He pioneered in early music performance out of his own conviction that he was right. "The reviews were not always favorable, because we were not always on top of our instruments. Even so, we were convinced that there was no doubt that we were right!" The critics often complained that they were not among the best musicians. As they look back, they feel at home on early instruments. They feel that they have created the right environment for this music.
There were other "complications" in these times--in the 60's. Koopman and his band were considered "young punks" in the world of classical music. Their agent had a hard time selling their recordings because they were often radical or different from the accepted norms. And his photograph showed that his hair was extremely long--of course that trait did not last! They wore outrageous clothes, took part in alternative concerts for anti-Vietnam crusades, and played "crossover" concerts with jazz and pop musicians.
A milestone for Ton was his collaboration with Philip Herreweghe and the Collegium Vocale, a chamber choir in Ghent, Belgium. For Koopman, it was a wonderful time. The Collegium Vocale is now a famous choir, but he recounts the events at that time:
We were all "underdogs." We slept on the floor in sleeping bags, and got into all kinds of situations. I smoked cigars, so the sopranos all started smoking cigars! I think their parents thought that we were a bad influence from Amsterdam. In Belgium, we played the St. John Passion. We were all dressed in jeans, and the choir was swinging.
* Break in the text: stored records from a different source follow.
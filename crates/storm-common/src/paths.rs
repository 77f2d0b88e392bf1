//! Canonical storage and staging path conventions.
//!
//! These layouts are shared with external model operators and catalog
//! servers and must not drift.

use std::path::PathBuf;

use chrono::NaiveDate;

use crate::{ArchiveSettings, ModelRun};

/// Path builder for consistent storage layout.
pub struct StoragePath;

impl StoragePath {
    /// Uploaded model output.
    /// Format: {storm}/{upload_dir}/v{run}.{ext}
    pub fn model_output_upload(settings: &ArchiveSettings, storm: &str, run: &ModelRun) -> String {
        format!(
            "{}/{}/{}.{}",
            storm,
            settings.upload_dir,
            run.version(),
            settings.archive_extension
        )
    }

    /// Dated snapshot archive of one category.
    /// Format: {covered_archive_dir}/{storm}/{category}-{YYYY-MM-DD}.{ext}
    pub fn category_snapshot(
        settings: &ArchiveSettings,
        storm: &str,
        category: &str,
        date: NaiveDate,
    ) -> String {
        format!(
            "{}/{}/{}",
            settings.covered_archive_dir,
            storm,
            Self::category_snapshot_name(settings, category, date)
        )
    }

    /// File name of a dated category snapshot.
    pub fn category_snapshot_name(settings: &ArchiveSettings, category: &str, date: NaiveDate) -> String {
        format!(
            "{}-{}.{}",
            category,
            date.format("%Y-%m-%d"),
            settings.archive_extension
        )
    }

    /// Combined covered-data directory of a run.
    /// Format: {storm}/v{run}/{covered_data_dir}
    pub fn run_covered_data(settings: &ArchiveSettings, storm: &str, run: &ModelRun) -> String {
        format!("{}/{}/{}", storm, run.version(), settings.covered_data_dir)
    }

    /// Extracted model output directory of a run.
    /// Format: {storm}/v{run}/{psa_dir}
    pub fn run_psa(settings: &ArchiveSettings, storm: &str, run: &ModelRun) -> String {
        format!("{}/{}/{}", storm, run.version(), settings.psa_dir)
    }

    /// Local staging directory of one category.
    pub fn staging_category(settings: &ArchiveSettings, storm: &str, category: &str) -> PathBuf {
        settings
            .data_dir
            .join(&settings.incomplete_dir)
            .join(storm)
            .join(category)
    }

    /// Local staging directory of one provider within a category. Providers
    /// of the same category never share a directory.
    pub fn staging_provider(
        settings: &ArchiveSettings,
        storm: &str,
        category: &str,
        provider_id: i64,
    ) -> PathBuf {
        Self::staging_category(settings, storm, category).join(format!("provider-{}", provider_id))
    }

    /// Local working directory of a run's versioned output.
    pub fn local_run_psa(settings: &ArchiveSettings, storm: &str, run: &ModelRun) -> PathBuf {
        settings
            .data_dir
            .join(storm)
            .join(run.version())
            .join(&settings.psa_dir)
    }
}

/// Last path component of a `/`-separated storage path.
pub fn basename(path: &str) -> &str {
    path.trim_end_matches('/')
        .rsplit('/')
        .next()
        .unwrap_or(path)
}

#[cfg(test)]
mod tests {
    use super::*;

    #[test]
    fn test_canonical_paths() {
        let settings = ArchiveSettings::default();
        let run = ModelRun::new(68, 1);

        assert_eq!(
            StoragePath::model_output_upload(&settings, "Harvey", &run),
            "Harvey/upload/v68.tgz"
        );
        assert_eq!(
            StoragePath::category_snapshot(
                &settings,
                "Harvey",
                "Winds",
                NaiveDate::from_ymd_opt(2020, 1, 3).unwrap()
            ),
            "covered-data-archive/Harvey/Winds-2020-01-03.tgz"
        );
        assert_eq!(
            StoragePath::run_covered_data(&settings, "Harvey", &run),
            "Harvey/v68/covered-data"
        );
        assert_eq!(StoragePath::run_psa(&settings, "Harvey", &run), "Harvey/v68/psa");
    }

    #[test]
    fn test_staging_path() {
        let settings = ArchiveSettings::default();
        assert_eq!(
            StoragePath::staging_category(&settings, "Harvey", "Winds"),
            PathBuf::from("/data/storms/incomplete/Harvey/Winds")
        );
        assert_eq!(
            StoragePath::staging_provider(&settings, "Harvey", "Winds", 7),
            PathBuf::from("/data/storms/incomplete/Harvey/Winds/provider-7")
        );
    }

    #[test]
    fn test_basename() {
        assert_eq!(basename("a/b/c.tgz"), "c.tgz");
        assert_eq!(basename("c.tgz"), "c.tgz");
        assert_eq!(basename("a/b/"), "b");
    }
}
//! Synthetic data generators: fixed-layout buoy records and mesh node
//! coordinates with known nearest neighbours.

use storm_common::FieldSpec;

/// One synthetic buoy observation.
#[derive(Debug, Clone, Copy, PartialEq)]
pub struct BuoyRecord {
    pub time: f64,
    pub lat: f32,
    pub lon: f32,
    pub wind_speed: f32,
}

/// Layout matching [`buoy_records_bytes`]: `<f8` time, `<f4` lat, `<f4` lon,
/// `<f4` wind speed (20 bytes per record).
pub fn buoy_layout() -> Vec<FieldSpec> {
    vec![
        FieldSpec::new("time", "<f8"),
        FieldSpec::new("lat", "<f4"),
        FieldSpec::new("lon", "<f4"),
        FieldSpec::new("wspd", "<f4"),
    ]
}

/// Pack records little-endian per [`buoy_layout`].
pub fn buoy_records_bytes(records: &[BuoyRecord]) -> Vec<u8> {
    let mut out = Vec::with_capacity(records.len() * 20);
    for r in records {
        out.extend_from_slice(&r.time.to_le_bytes());
        out.extend_from_slice(&r.lat.to_le_bytes());
        out.extend_from_slice(&r.lon.to_le_bytes());
        out.extend_from_slice(&r.wind_speed.to_le_bytes());
    }
    out
}

/// Evenly spaced ascending axis.
pub fn sorted_axis(start: f64, step: f64, len: usize) -> Vec<f64> {
    (0..len).map(|i| start + step * i as f64).collect()
}

/// Node coordinates of a regular `nx` x `ny` lattice flattened row-major,
/// returned as `(ys, xs)` parallel arrays.
pub fn mesh_lattice(x0: f64, y0: f64, step: f64, nx: usize, ny: usize) -> (Vec<f64>, Vec<f64>) {
    let mut ys = Vec::with_capacity(nx * ny);
    let mut xs = Vec::with_capacity(nx * ny);
    for row in 0..ny {
        for col in 0..nx {
            ys.push(y0 + step * row as f64);
            xs.push(x0 + step * col as f64);
        }
    }
    (ys, xs)
}

/// Index of the nearest node by exhaustive search, lowest index on ties.
pub fn brute_force_nearest(ys: &[f64], xs: &[f64], y: f64, x: f64) -> Option<usize> {
    let mut best: Option<(usize, f64)> = None;
    for (i, (ny, nx)) in ys.iter().zip(xs).enumerate() {
        let d = (ny - y).powi(2) + (nx - x).powi(2);
        if best.map_or(true, |(_, bd)| d < bd) {
            best = Some((i, d));
        }
    }
    best.map(|(i, _)| i)
}

#[cfg(test)]
mod tests {
    use super::*;

    #[test]
    fn test_buoy_record_size() {
        let bytes = buoy_records_bytes(&[BuoyRecord {
            time: 0.0,
            lat: 0.0,
            lon: 0.0,
            wind_speed: 0.0,
        }]);
        assert_eq!(bytes.len(), 20);
    }

    #[test]
    fn test_mesh_lattice_layout() {
        let (ys, xs) = mesh_lattice(-95.0, 29.0, 0.5, 3, 2);
        assert_eq!(xs, vec![-95.0, -94.5, -94.0, -95.0, -94.5, -94.0]);
        assert_eq!(ys, vec![29.0, 29.0, 29.0, 29.5, 29.5, 29.5]);
    }
}
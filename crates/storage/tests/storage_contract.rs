//! Both storage backends must behave identically for the archival stages.

use std::sync::Arc;

use bytes::Bytes;
use object_store::memory::InMemory;
use storage::{LocalStorage, LocalStorageConfig, ObjectStorage, Storage};
use storm_common::StormError;

fn backends(dir: &tempfile::TempDir) -> Vec<(&'static str, Arc<dyn Storage>)> {
    let local = LocalStorage::new(&LocalStorageConfig {
        root: dir.path().join("store"),
        media_url: "/media/".to_string(),
    })
    .unwrap();
    let object = ObjectStorage::with_store(Arc::new(InMemory::new()), "archives");
    vec![("local", Arc::new(local)), ("object", Arc::new(object))]
}

#[tokio::test]
async fn copy_then_delete_source_moves_object() {
    let dir = tempfile::tempdir().unwrap();
    for (name, storage) in backends(&dir) {
        storage
            .write("Harvey/upload/v2.tgz", Bytes::from_static(b"model output"))
            .await
            .unwrap();

        storage
            .copy_within_storage("Harvey/upload/v2.tgz", "Harvey/v2/psa.tgz")
            .await
            .unwrap();
        tokio_test::assert_ok!(storage.delete("Harvey/upload/v2.tgz").await);

        assert!(!storage.exists("Harvey/upload/v2.tgz").await.unwrap(), "{}", name);
        assert_eq!(
            storage.read("Harvey/v2/psa.tgz").await.unwrap(),
            Bytes::from_static(b"model output"),
            "{}",
            name
        );
    }
}

#[tokio::test]
async fn missing_objects_report_not_found() {
    let dir = tempfile::tempdir().unwrap();
    for (name, storage) in backends(&dir) {
        let err = storage.read("nope.tgz").await.unwrap_err();
        assert!(matches!(err, StormError::NotFound(_)), "{}: {:?}", name, err);
        assert!(!storage.exists("nope.tgz").await.unwrap(), "{}", name);
    }
}

#[tokio::test]
async fn archive_upload_round_trips_through_local_files() {
    let dir = tempfile::tempdir().unwrap();
    let archive = dir.path().join("Winds-2017-08-30.tgz");
    std::fs::write(&archive, vec![7u8; 64 * 1024]).unwrap();

    for (name, storage) in backends(&dir) {
        let key = "covered-data-archive/Harvey/Winds-2017-08-30.tgz";
        storage.put_file(&archive, key).await.unwrap();

        let back = dir.path().join(name).join("download.tgz");
        let size = storage.get_file(key, &back).await.unwrap();
        assert_eq!(size, 64 * 1024, "{}", name);
        assert_eq!(std::fs::read(&back).unwrap(), vec![7u8; 64 * 1024]);
    }
}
Local newspapers protested. Some of the Protestant press thought that these were "unchristian" performances. Koopman affirms that these were not "churchlike" performances at all.
But it was beautiful! In the Waalsekerk we had 1,300 people come to hear the music. It was just packed, and it was a real "happening."
It was at this concert that he noticed in the back row, his teacher, Gustav Leonhardt. "Yes! Then I was proud!"
His first solo recording was a breakthrough, with a Prix d'excellence in harpsichord. It was for Herman van Veen's Harlequin record label. From this beginning, grew a long and impressive discography. His wife, Tini Mathow (who plays harpsichord and fortepiano), became his personal recording engineer and editor. Koopman says,
She is incredibly good at everything she does. She says, "Here, you are rushing, there it's too loud." She is invaluable!
These first performances grew into international enterprises. The Amsterdam Baroque Orchestra was born of the need to work on a worldwide basis to achieve real professionalism in the recording and performance of early music. In 1979, Koopman went to the BBC in England to listen to tapes. He spent days just listening to violinists. This intense search led him to Monica Huggett, who was one of the top artists in the newly emerging field of baroque violin. With her involvement in the Amsterdam Baroque Orchestra, a marriage was sealed between the Dutch and English players of early music.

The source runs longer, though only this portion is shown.